## SOURCE DATA
★ ★ ★

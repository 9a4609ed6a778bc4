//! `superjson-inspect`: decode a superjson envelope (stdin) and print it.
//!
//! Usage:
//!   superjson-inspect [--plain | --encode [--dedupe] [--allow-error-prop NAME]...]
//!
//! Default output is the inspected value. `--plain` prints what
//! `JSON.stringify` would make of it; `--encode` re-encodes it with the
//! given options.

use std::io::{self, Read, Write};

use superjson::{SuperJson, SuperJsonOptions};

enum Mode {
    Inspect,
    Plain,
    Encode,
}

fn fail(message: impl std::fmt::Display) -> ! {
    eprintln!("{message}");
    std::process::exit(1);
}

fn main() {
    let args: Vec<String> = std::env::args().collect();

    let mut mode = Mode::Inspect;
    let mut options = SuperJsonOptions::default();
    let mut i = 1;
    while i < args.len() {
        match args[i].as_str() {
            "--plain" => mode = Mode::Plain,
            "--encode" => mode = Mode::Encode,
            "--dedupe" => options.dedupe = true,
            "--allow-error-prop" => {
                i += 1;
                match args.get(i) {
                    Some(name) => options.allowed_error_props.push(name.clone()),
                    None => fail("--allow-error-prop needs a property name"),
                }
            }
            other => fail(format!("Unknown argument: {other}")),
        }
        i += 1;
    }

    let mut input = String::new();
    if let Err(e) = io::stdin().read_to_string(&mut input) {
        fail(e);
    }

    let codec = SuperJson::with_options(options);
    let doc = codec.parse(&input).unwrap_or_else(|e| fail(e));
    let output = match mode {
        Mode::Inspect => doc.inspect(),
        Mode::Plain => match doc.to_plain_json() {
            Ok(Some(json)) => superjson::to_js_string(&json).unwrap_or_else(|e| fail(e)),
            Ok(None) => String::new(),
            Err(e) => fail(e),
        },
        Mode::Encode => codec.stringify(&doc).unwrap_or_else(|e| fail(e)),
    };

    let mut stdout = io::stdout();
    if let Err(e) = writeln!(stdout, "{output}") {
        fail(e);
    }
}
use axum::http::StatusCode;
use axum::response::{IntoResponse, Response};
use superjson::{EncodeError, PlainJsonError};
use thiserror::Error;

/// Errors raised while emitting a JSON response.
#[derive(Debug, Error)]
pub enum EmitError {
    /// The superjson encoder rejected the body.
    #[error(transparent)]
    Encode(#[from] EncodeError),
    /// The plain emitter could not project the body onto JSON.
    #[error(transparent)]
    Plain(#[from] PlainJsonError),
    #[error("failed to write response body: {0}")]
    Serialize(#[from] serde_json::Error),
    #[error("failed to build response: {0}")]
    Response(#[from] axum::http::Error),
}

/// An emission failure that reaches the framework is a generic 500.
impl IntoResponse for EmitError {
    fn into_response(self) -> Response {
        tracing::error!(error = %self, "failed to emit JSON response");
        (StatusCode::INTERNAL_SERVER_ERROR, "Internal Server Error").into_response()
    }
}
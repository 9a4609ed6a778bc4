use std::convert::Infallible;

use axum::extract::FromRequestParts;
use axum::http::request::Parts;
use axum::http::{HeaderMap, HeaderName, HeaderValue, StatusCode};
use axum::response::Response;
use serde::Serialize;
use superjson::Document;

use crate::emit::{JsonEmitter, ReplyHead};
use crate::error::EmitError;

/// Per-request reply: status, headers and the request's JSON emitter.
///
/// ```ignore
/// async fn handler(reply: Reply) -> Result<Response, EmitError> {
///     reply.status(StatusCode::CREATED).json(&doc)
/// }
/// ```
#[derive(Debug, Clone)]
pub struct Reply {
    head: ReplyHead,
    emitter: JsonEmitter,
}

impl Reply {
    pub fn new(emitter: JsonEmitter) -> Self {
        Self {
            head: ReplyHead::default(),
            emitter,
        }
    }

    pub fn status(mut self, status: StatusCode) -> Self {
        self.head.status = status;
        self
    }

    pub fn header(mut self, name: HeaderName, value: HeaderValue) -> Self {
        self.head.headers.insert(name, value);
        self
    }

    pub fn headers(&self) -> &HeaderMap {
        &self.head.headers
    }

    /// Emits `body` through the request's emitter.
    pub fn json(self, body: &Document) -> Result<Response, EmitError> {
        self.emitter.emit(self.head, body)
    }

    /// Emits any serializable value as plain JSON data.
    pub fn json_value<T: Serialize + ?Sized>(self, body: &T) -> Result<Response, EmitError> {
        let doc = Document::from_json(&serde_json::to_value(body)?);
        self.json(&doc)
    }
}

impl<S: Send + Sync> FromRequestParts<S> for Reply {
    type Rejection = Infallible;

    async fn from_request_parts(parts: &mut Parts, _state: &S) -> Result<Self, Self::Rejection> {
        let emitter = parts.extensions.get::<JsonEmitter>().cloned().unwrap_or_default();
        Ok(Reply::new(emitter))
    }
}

★ ★ ★

## TASK ITEM
Apply a filter for "Infallible" to the data above, then copy each line that matches.

## RESULT OF THE TASK
use std::convert::Infallible;
    type Rejection = Infallible;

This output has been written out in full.